**REQUIRED ACTION:** Where the records below show a line containing "is a success.", start copying; end with the line containing "they were added.", and copy it too.

Dataset excerpts

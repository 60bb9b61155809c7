//! Merging two results into one.

use super::{IntoOperationResult, OperationResult};
use crate::{OperationResultError, diagnostics::combined};

impl<T> OperationResult<T> {
    /// Combine `self` (the base) with `other`.
    ///
    /// | base    | other   | outcome |
    /// |---------|---------|---------|
    /// | success | success | base, payload preserved |
    /// | success | failure | other, re-typed to `T`; base payload dropped |
    /// | failure | success | base |
    /// | failure | failure | new failure: base errors, messages, and arguments followed by those of other; base code |
    ///
    /// # Errors
    ///
    /// [`OperationResultError::DuplicateArgumentKey`] when two failures carry
    /// the same argument key. No result is produced in that case.
    ///
    /// # Examples
    ///
    /// ```
    /// use operation_result::{Detailed, failed};
    ///
    /// let first = failed().with_code("A")?.with_message("first")?;
    /// let second = failed().with_code("B")?.with_message("second")?;
    /// let merged = first.combine(second)?;
    /// assert!(merged.has_failed());
    /// assert_eq!(merged.code(), Some("A"));
    /// assert_eq!(merged.messages(), ["first", "second"]);
    /// # Ok::<(), operation_result::OperationResultError>(())
    /// ```
    pub fn combine<R>(self, other: R) -> Result<Self, OperationResultError>
    where
        R: IntoOperationResult,
    {
        match (self, other.into_operation_result()) {
            (Self::Success(base), OperationResult::Success(_)) => {
                combined("success/success");
                Ok(Self::Success(base))
            }
            (Self::Success(_), OperationResult::Failure(failure)) => {
                combined("success/failure");
                Ok(Self::Failure(failure.into_typed()))
            }
            (Self::Failure(base), OperationResult::Success(_)) => {
                combined("failure/success");
                Ok(Self::Failure(base))
            }
            (Self::Failure(base), OperationResult::Failure(failure)) => {
                combined("failure/failure");
                base.merge(failure.into_typed()).map(Self::Failure)
            }
        }
    }

    /// Fold `results` left to right with [`OperationResult::combine`].
    ///
    /// Returns `Ok(None)` when `results` is empty.
    ///
    /// # Errors
    ///
    /// The first error raised by [`OperationResult::combine`].
    ///
    /// # Examples
    ///
    /// ```
    /// use operation_result::{Detailed, OperationResult, failed, succeeded};
    ///
    /// let merged = OperationResult::combine_all([
    ///     OperationResult::from(succeeded()),
    ///     failed().with_error("first").into(),
    ///     failed().with_error("second").into(),
    /// ])?
    /// .expect("non-empty input");
    /// assert!(merged.has_failed());
    /// assert_eq!(merged.errors().len(), 2);
    /// # Ok::<(), operation_result::OperationResultError>(())
    /// ```
    pub fn combine_all<I>(results: I) -> Result<Option<Self>, OperationResultError>
    where
        I: IntoIterator,
        I::Item: IntoOperationResult<Payload = T>,
    {
        let mut results = results.into_iter();
        let Some(first) = results.next() else {
            return Ok(None);
        };
        results
            .try_fold(first.into_operation_result(), Self::combine)
            .map(Some)
    }
}
//! Test helpers shared across crates.
//!
//! Provides a small error type for populating failures and text helpers for
//! behavioural step arguments.

pub mod errors;
pub mod text;
//! Error values for populating failed results in tests.

use std::sync::Arc;

use operation_result::SharedError;
use thiserror::Error;

/// Error with a fixed message, compared by message in assertions.
#[derive(Clone, Debug, Error, PartialEq, Eq)]
#[error("{0}")]
pub struct SampleError(pub String);

impl SampleError {
    /// Create an error with `message`.
    #[must_use]
    pub fn new(message: impl Into<String>) -> Self {
        Self(message.into())
    }

    /// Create a shared handle to an error with `message`.
    #[must_use]
    pub fn shared(message: impl Into<String>) -> SharedError {
        Arc::new(Self::new(message))
    }
}

/// Shared errors named `error-1` .. `error-n`.
#[must_use]
pub fn numbered(count: usize) -> Vec<SharedError> {
    (1..=count)
        .map(|i| SampleError::shared(format!("error-{i}")))
        .collect()
}

/// Display text of each error, in order.
#[must_use]
pub fn texts(errors: &[SharedError]) -> Vec<String> {
    errors.iter().map(ToString::to_string).collect()
}
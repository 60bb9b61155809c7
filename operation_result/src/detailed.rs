//! The interface shared by every result variant.

use crate::{ArgumentValue, Arguments, OperationResultError, ResultDetails};

/// Which side of the success/failure split a result is on.
#[derive(Clone, Copy, Debug, Eq, PartialEq, Hash)]
pub enum Status {
    /// The operation succeeded.
    Succeeded,
    /// The operation failed.
    Failed,
}

impl Status {
    /// Returns `true` for [`Status::Succeeded`].
    #[must_use]
    pub const fn is_success(self) -> bool {
        matches!(self, Self::Succeeded)
    }

    /// Returns `true` for [`Status::Failed`].
    #[must_use]
    pub const fn is_failure(self) -> bool {
        matches!(self, Self::Failed)
    }
}

/// Accessors and fluent mutators common to all results.
///
/// Implementors only expose their [`ResultDetails`] and [`Status`]; every
/// other method is provided. The `with_*` methods consume and return `Self`,
/// so a chain started on a [`crate::SuccessResult<T>`] stays a
/// `SuccessResult<T>`.
///
/// A rejected `with_*` call drops its receiver along with everything already
/// stored on it. When the result must survive a rejection, go through the
/// in-place appliers on [`Detailed::details_mut`] instead; they leave the
/// result untouched on error.
///
/// ```
/// use operation_result::{Detailed, failed};
///
/// let mut failure = failed().with_error("disk full").with_argument("k", 1)?;
/// assert!(failure.details_mut().add_arguments([("k", 2)]).is_err());
/// assert_eq!(failure.errors().len(), 1);
/// assert_eq!(failure.arguments().get("k"), Some(&serde_json::Value::from(1)));
/// # Ok::<(), operation_result::OperationResultError>(())
/// ```
///
/// # Examples
///
/// ```
/// use operation_result::{Detailed, failed};
///
/// let failure = failed()
///     .with_code("E_TIMEOUT")?
///     .with_message("upstream did not answer")?
///     .with_argument("timeout_ms", 500)?;
/// assert!(failure.has_failed());
/// assert_eq!(failure.code(), Some("E_TIMEOUT"));
/// # Ok::<(), operation_result::OperationResultError>(())
/// ```
pub trait Detailed: Sized {
    /// Shared fields.
    fn details(&self) -> &ResultDetails;

    /// Mutable access to the shared fields.
    fn details_mut(&mut self) -> &mut ResultDetails;

    /// Variant tag.
    fn status(&self) -> Status;

    /// Returns `true` when the result is a success.
    fn has_succeeded(&self) -> bool {
        self.status().is_success()
    }

    /// Returns `true` when the result is a failure.
    fn has_failed(&self) -> bool {
        self.status().is_failure()
    }

    /// Caller-defined classification code.
    fn code(&self) -> Option<&str> {
        self.details().code()
    }

    /// Messages in the order they were added.
    fn messages(&self) -> &[String] {
        self.details().messages()
    }

    /// Structured metadata.
    fn arguments(&self) -> &Arguments {
        self.details().arguments()
    }

    /// Set the code, replacing any previous one.
    ///
    /// # Errors
    ///
    /// See [`ResultDetails::set_code`].
    fn with_code(mut self, code: impl Into<String>) -> Result<Self, OperationResultError> {
        self.details_mut().set_code(code)?;
        Ok(self)
    }

    /// Append messages in order.
    ///
    /// # Errors
    ///
    /// See [`ResultDetails::add_messages`].
    fn with_messages<I, S>(mut self, messages: I) -> Result<Self, OperationResultError>
    where
        I: IntoIterator<Item = S>,
        S: Into<String>,
    {
        self.details_mut().add_messages(messages)?;
        Ok(self)
    }

    /// Append a single message.
    ///
    /// # Errors
    ///
    /// See [`ResultDetails::add_messages`].
    fn with_message(self, message: impl Into<String>) -> Result<Self, OperationResultError> {
        let message: String = message.into();
        self.with_messages([message])
    }

    /// Insert several arguments.
    ///
    /// # Errors
    ///
    /// See [`ResultDetails::add_arguments`].
    fn with_arguments<I, K, V>(mut self, arguments: I) -> Result<Self, OperationResultError>
    where
        I: IntoIterator<Item = (K, V)>,
        K: Into<String>,
        V: Into<ArgumentValue>,
    {
        self.details_mut().add_arguments(arguments)?;
        Ok(self)
    }

    /// Insert a single argument.
    ///
    /// # Errors
    ///
    /// See [`ResultDetails::add_arguments`].
    fn with_argument(
        self,
        key: impl Into<String>,
        value: impl Into<ArgumentValue>,
    ) -> Result<Self, OperationResultError> {
        let pair: (String, ArgumentValue) = (key.into(), value.into());
        self.with_arguments([pair])
    }

    /// Insert a single argument given as a key/value pair.
    ///
    /// # Errors
    ///
    /// See [`ResultDetails::add_arguments`].
    fn with_argument_pair<K, V>(self, (key, value): (K, V)) -> Result<Self, OperationResultError>
    where
        K: Into<String>,
        V: Into<ArgumentValue>,
    {
        self.with_argument(key, value)
    }
}
//! URL validation and normalization utilities.

use log::warn;
use url::Url;

use crate::config::MAX_URL_LENGTH;

/// Validates and normalizes a URL given on the command line.
///
/// Adds an https:// prefix if the input has no http(s) scheme, then checks
/// that the result parses and uses http or https. Rejects inputs longer than
/// `MAX_URL_LENGTH`. Logs a warning and returns `None` for anything rejected.
pub fn validate_and_normalize_url(url: &str) -> Option<Url> {
    let url = url.trim();
    if url.len() > MAX_URL_LENGTH {
        warn!(
            "Skipping URL exceeding maximum length ({} > {}): {}...",
            url.len(),
            MAX_URL_LENGTH,
            url.chars().take(50).collect::<String>()
        );
        return None;
    }

    let normalized = if !url.starts_with("http://") && !url.starts_with("https://") {
        format!("https://{url}")
    } else {
        url.to_string()
    };

    if normalized.len() > MAX_URL_LENGTH {
        warn!(
            "Skipping normalized URL exceeding maximum length ({} > {})",
            normalized.len(),
            MAX_URL_LENGTH
        );
        return None;
    }

    match Url::parse(&normalized) {
        Ok(parsed) => match parsed.scheme() {
            "http" | "https" if parsed.host().is_some() => Some(parsed),
            _ => {
                warn!("Skipping unsupported URL: {url}");
                None
            }
        },
        Err(_) => {
            warn!("Skipping invalid URL: {url}");
            None
        }
    }
}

**ANSWER TO THE EXERCISE:**
    /// Returns `true` when the result is a success.
    fn has_succeeded(&self) -> bool {
        self.status().is_success()
    }

    /// Returns `true` when the result is a failure.
    fn has_failed(&self) -> bool {
        self.status().is_failure()
    }

    /// Caller-defined classification code.
    fn code(&self) -> Option<&str> {
        self.details().code()
    }

    /// Messages in the order they were added.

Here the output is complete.